- Born: c. 1843 Brockport, New York
- Died: 10 July 1921 Danville, Illinois
- Buried: Danville National Cemetery
- Allegiance: United States (Union)
- Branch: Army
- Rank: First Lieutenant
- Unit: Company D, 8th New York Cavalry
- Conflicts: Battle of Appomattox Station
- Awards: Medal of Honor

= Morton A. Read =

American Civil War Medal of Honor recipient

Morton A. Read (c. 1843 – 10 July 1921) was a first lieutenant in the United States Army who was awarded the Medal of Honor for gallantry during the American Civil War. On 8 April 1865, during the Battle of Appomattox Station, Read captured the flag of the 1st Texas Infantry of the Confederate Army. He was issued the Medal of Honor on 3 May 1865.

== Personal life ==
Read was born in Brockport, Monroe County, New York in about 1843. He married Eugenia Smith Read (1850–1945) and had one son, Edward D. Reed (1872–1947).
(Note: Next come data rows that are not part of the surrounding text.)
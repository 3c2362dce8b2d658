//! The immutable result threaded through every step.

use super::{Context, ExecutionError, Severity};
use serde_json::{json, Value};
use std::collections::BTreeMap;
use std::fmt;
use std::sync::Arc;

/// Context key holding the name of the step currently executing.
pub const CURRENT_STEP_KEY: &str = "current_step";

/// Context key holding the name of the step whose fault halted the run.
pub const FAILED_STEP_KEY: &str = "failed_step";

/// Step name recorded on errors raised outside of any step.
pub const UNKNOWN_STEP: &str = "unknown";

/// Errors grouped by category, each category an append-only list.
pub type ErrorLog = BTreeMap<String, Vec<ExecutionError>>;

/// The outcome of a pipeline step.
///
/// A `FlowResult` carries a value, a context map, categorized errors and a
/// continuation flag. It is never mutated: every `with_*`, `halt*` and
/// `continue_with` call returns a new result that shares the untouched parts
/// of the receiver. Cloning is cheap; use [`FlowResult::deep_clone`] when a
/// fully independent copy is needed.
#[derive(Debug, Clone)]
pub struct FlowResult {
    value: Arc<Value>,
    context: Arc<Context>,
    errors: Arc<ErrorLog>,
    proceed: bool,
}

impl FlowResult {
    /// Creates a result with an empty context, no errors, and `continue` set.
    #[must_use]
    pub fn new(value: impl Into<Value>) -> Self {
        Self::from_parts(value, Context::new(), ErrorLog::new(), true)
    }

    /// Assembles a result from its parts.
    #[must_use]
    pub fn from_parts(
        value: impl Into<Value>,
        context: Context,
        errors: ErrorLog,
        proceed: bool,
    ) -> Self {
        Self {
            value: Arc::new(value.into()),
            context: Arc::new(context),
            errors: Arc::new(errors),
            proceed,
        }
    }

    /// The payload.
    #[must_use]
    pub fn value(&self) -> &Value {
        &self.value
    }

    /// Consumes the result, returning the payload.
    #[must_use]
    pub fn into_value(self) -> Value {
        Arc::try_unwrap(self.value).unwrap_or_else(|shared| Value::clone(&shared))
    }

    /// The accumulated context.
    #[must_use]
    pub fn context(&self) -> &Context {
        &self.context
    }

    /// Gets a single context value.
    #[must_use]
    pub fn get_context(&self, key: &str) -> Option<&Value> {
        self.context.get(key)
    }

    /// The name of the step currently tagged in the context, if any.
    #[must_use]
    pub fn current_step(&self) -> Option<&str> {
        self.context.get(CURRENT_STEP_KEY).and_then(Value::as_str)
    }

    /// All errors, grouped by category.
    #[must_use]
    pub fn errors(&self) -> &ErrorLog {
        &self.errors
    }

    /// Errors recorded under one category.
    #[must_use]
    pub fn errors_for(&self, category: &str) -> &[ExecutionError] {
        self.errors.get(category).map_or(&[], Vec::as_slice)
    }

    /// Returns a result whose context has `key` set to `value`.
    #[must_use]
    pub fn with_context(&self, key: impl Into<String>, value: impl Into<Value>) -> Self {
        let mut context = Context::clone(&self.context);
        context.insert(key.into(), Arc::new(value.into()));
        self.replace_context(context)
    }

    /// Returns a result with every entry of `entries` set in the context.
    #[must_use]
    pub fn merge_context<I, K, V>(&self, entries: I) -> Self
    where
        I: IntoIterator<Item = (K, V)>,
        K: Into<String>,
        V: Into<Value>,
    {
        let mut context = Context::clone(&self.context);
        for (key, value) in entries {
            context.insert(key.into(), Arc::new(value.into()));
        }
        self.replace_context(context)
    }

    /// Records an error-severity entry under `category`.
    #[must_use]
    pub fn with_error(&self, category: impl Into<String>, message: impl Into<String>) -> Self {
        self.with_severity(category, message, Severity::Error)
    }

    /// Records a warning under `category`.
    #[must_use]
    pub fn with_warning(&self, category: impl Into<String>, message: impl Into<String>) -> Self {
        self.with_severity(category, message, Severity::Warning)
    }

    /// Records an entry with an explicit severity under `category`.
    #[must_use]
    pub fn with_severity(
        &self,
        category: impl Into<String>,
        message: impl Into<String>,
        severity: Severity,
    ) -> Self {
        let error = ExecutionError::new(self.owning_step(), message, severity);
        self.with_execution_error(category, error)
    }

    /// Records an entry carrying the fault that caused it.
    #[must_use]
    pub fn with_fault(
        &self,
        category: impl Into<String>,
        message: impl Into<String>,
        severity: Severity,
        fault: impl Into<Arc<anyhow::Error>>,
    ) -> Self {
        let error = ExecutionError::new(self.owning_step(), message, severity).with_fault(fault);
        self.with_execution_error(category, error)
    }

    /// Appends a prebuilt error record under `category`.
    #[must_use]
    pub fn with_execution_error(&self, category: impl Into<String>, error: ExecutionError) -> Self {
        let mut errors = ErrorLog::clone(&self.errors);
        errors.entry(category.into()).or_default().push(error);
        Self {
            value: Arc::clone(&self.value),
            context: Arc::clone(&self.context),
            errors: Arc::new(errors),
            proceed: self.proceed,
        }
    }

    /// Returns a halted result with the value unchanged.
    #[must_use]
    pub fn halt(&self) -> Self {
        Self {
            value: Arc::clone(&self.value),
            context: Arc::clone(&self.context),
            errors: Arc::clone(&self.errors),
            proceed: false,
        }
    }

    /// Returns a halted result carrying `value`.
    #[must_use]
    pub fn halt_with(&self, value: impl Into<Value>) -> Self {
        Self {
            value: Arc::new(value.into()),
            ..self.halt()
        }
    }

    /// Returns a result carrying `value`.
    ///
    /// The continuation flag is kept as-is, so calling this on a halted
    /// result does not resume it.
    #[must_use]
    pub fn continue_with(&self, value: impl Into<Value>) -> Self {
        Self {
            value: Arc::new(value.into()),
            context: Arc::clone(&self.context),
            errors: Arc::clone(&self.errors),
            proceed: self.proceed,
        }
    }

    /// Returns true if execution should proceed.
    #[must_use]
    pub fn should_continue(&self) -> bool {
        self.proceed
    }

    /// Returns true if any category holds at least one error.
    #[must_use]
    pub fn has_errors(&self) -> bool {
        self.errors.values().any(|list| !list.is_empty())
    }

    /// Returns true if any critical error was recorded.
    #[must_use]
    pub fn has_critical_errors(&self) -> bool {
        self.all_errors().any(ExecutionError::is_critical)
    }

    /// Iterates over every error, category by category.
    pub fn all_errors(&self) -> impl Iterator<Item = &ExecutionError> {
        self.errors.values().flatten()
    }

    /// Returns only the warnings.
    #[must_use]
    pub fn warnings(&self) -> Vec<&ExecutionError> {
        self.all_errors().filter(|e| e.is_warning()).collect()
    }

    /// Continues and carries no errors at all. Warnings defeat success.
    #[must_use]
    pub fn is_success(&self) -> bool {
        self.proceed && !self.has_errors()
    }

    /// Halted, or carrying an error of error or critical severity.
    #[must_use]
    pub fn is_failure(&self) -> bool {
        !self.proceed || self.all_errors().any(ExecutionError::is_error)
    }

    /// Returns a copy that shares no storage with this result.
    ///
    /// Parallel branches each start from one of these so that no branch can
    /// observe another's state.
    #[must_use]
    pub fn deep_clone(&self) -> Self {
        Self {
            value: Arc::new(Value::clone(&self.value)),
            context: Arc::new(self.context.deep_clone()),
            errors: Arc::new(ErrorLog::clone(&self.errors)),
            proceed: self.proceed,
        }
    }

    /// Converts to a JSON summary.
    #[must_use]
    pub fn to_json(&self) -> Value {
        json!({
            "value": Value::clone(&self.value),
            "context": self.context.to_json(),
            "errors": serde_json::to_value(&*self.errors).unwrap_or(Value::Null),
            "continue": self.proceed,
            "success": self.is_success(),
        })
    }

    /// Sets shared context entries without copying their payloads.
    pub(crate) fn with_shared_entries<'a, I>(&self, entries: I) -> Self
    where
        I: IntoIterator<Item = (String, &'a Arc<Value>)>,
    {
        let mut context = Context::clone(&self.context);
        for (key, value) in entries {
            context.insert(key, Arc::clone(value));
        }
        self.replace_context(context)
    }

    #[cfg(test)]
    pub(crate) fn shares_storage_with(&self, other: &Self) -> bool {
        Arc::ptr_eq(&self.value, &other.value)
            || Arc::ptr_eq(&self.context, &other.context)
            || Arc::ptr_eq(&self.errors, &other.errors)
    }

    fn owning_step(&self) -> String {
        self.current_step().unwrap_or(UNKNOWN_STEP).to_string()
    }

    fn replace_context(&self, context: Context) -> Self {
        Self {
            value: Arc::clone(&self.value),
            context: Arc::new(context),
            errors: Arc::clone(&self.errors),
            proceed: self.proceed,
        }
    }
}

impl fmt::Display for FlowResult {
    fn fmt(&self, f: &mut fmt::Formatter<'_>) -> fmt::Result {
        let status = if self.is_success() { "SUCCESS" } else { "FAILURE" };
        let categories: Vec<&str> = self.errors.keys().map(String::as_str).collect();
        write!(
            f,
            "[{}] value={}, errors={:?}, continue={}",
            status, self.value, categories, self.proceed
        )
    }
}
He died on 10 July 1921 in Danville, Vermilion County, Illinois, and is buried in Danville National Cemetery.

== Military service ==
Read entered service in Brockport and served with Company D of the 8th New York Cavalry Regiment. On 8 April 1865, during the Battle of Appomattox Station, Read captured the flag of the 1st Texas Infantry of the Confederate Army.